## ASSIGNMENT
Retype each entry below, keeping every character the same.
#### DATA PROVIDED
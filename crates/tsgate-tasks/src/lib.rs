//! tsgate Tasks: bucket lifecycle and periodic task registration.

pub mod bucket;
pub mod registrar;

pub use bucket::BucketLifecycle;
pub use registrar::{render_task_script, TaskRegistrar, TaskRequest};
//! In-process engine.
//!
//! Keeps buckets, points, tasks and runs in memory and evaluates the two
//! query shapes the gateway issues: the parameter-bound tenant query and
//! the usage query. Used by tests and by `TSGATE_ENGINE=memory` runs.

use std::collections::BTreeMap;

use async_trait::async_trait;
use chrono::{DateTime, SecondsFormat, Utc};
use once_cell::sync::Lazy;
use parking_lot::RwLock;
use regex::Regex;
use serde_json::{json, Value};
use tsgate_core::{Error, Result};
use uuid::Uuid;

use crate::client::EngineClient;
use crate::types::{
    Bucket, FluxColumn, FluxRecord, FluxTable, Point, Query, RetentionPolicy, Run, RunStatus,
    Task, TaskDefinition, TaskStatus,
};

const ORG_ID: &str = "memory-org";

/// `r.<tag> == params.<name>` comparisons are evaluated against point tags.
/// Other predicates in the body are ignored.
static TAG_FILTER: Lazy<Regex> =
    Lazy::new(|| Regex::new(r"r\.([A-Za-z_][A-Za-z0-9_]*) == params\.([A-Za-z_][A-Za-z0-9_]*)").unwrap());

#[derive(Default)]
struct MemoryState {
    unauthorized: bool,
    buckets: BTreeMap<String, Bucket>,
    points: BTreeMap<String, Vec<Point>>,
    tasks: Vec<Task>,
    runs: BTreeMap<String, Vec<Run>>,
    requests: u64,
    queries: u64,
    stored_bytes: u64,
    bucket_creates: usize,
}

#[derive(Default)]
pub struct MemoryEngine {
    state: RwLock<MemoryState>,
}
########
## ANSWER FOR THE TASK
filename crates/tsgate-tasks/src/lib.rs
//! tsgate Tasks: bucket lifecycle and periodic task registration.

pub mod bucket;
pub mod registrar;

pub use bucket::BucketLifecycle;
pub use registrar::{render_task_script, TaskRegistrar, TaskRequest};
//! In-process engine.
//!
//! Keeps buckets, points, tasks and runs in memory and evaluates the two
//! query shapes the gateway issues: the parameter-bound tenant query and
//! the usage query. Used by tests and by `TSGATE_ENGINE=memory` runs.

use std::collections::BTreeMap;

use async_trait::async_trait;
use chrono::{DateTime, SecondsFormat, Utc};
use once_cell::sync::Lazy;
use parking_lot::RwLock;
use regex::Regex;
use serde_json::{json, Value};
use tsgate_core::{Error, Result};
use uuid::Uuid;

use crate::client::EngineClient;
use crate::types::{
    Bucket, FluxColumn, FluxRecord, FluxTable, Point, Query, RetentionPolicy, Run, RunStatus,
    Task, TaskDefinition, TaskStatus,
};

const ORG_ID: &str = "memory-org";

/// `r.<tag> == params.<name>` comparisons are evaluated against point tags.
/// Other predicates in the body are ignored.
static TAG_FILTER: Lazy<Regex> =
    Lazy::new(|| Regex::new(r"r\.([A-Za-z_][A-Za-z0-9_]*) == params\.([A-Za-z_][A-Za-z0-9_]*)").unwrap());

#[derive(Default)]
struct MemoryState {
    unauthorized: bool,
    buckets: BTreeMap<String, Bucket>,
    points: BTreeMap<String, Vec<Point>>,
    tasks: Vec<Task>,
    runs: BTreeMap<String, Vec<Run>>,
    requests: u64,
    queries: u64,
    stored_bytes: u64,
    bucket_creates: usize,
}

#[derive(Default)]
pub struct MemoryEngine {
    state: RwLock<MemoryState>,
}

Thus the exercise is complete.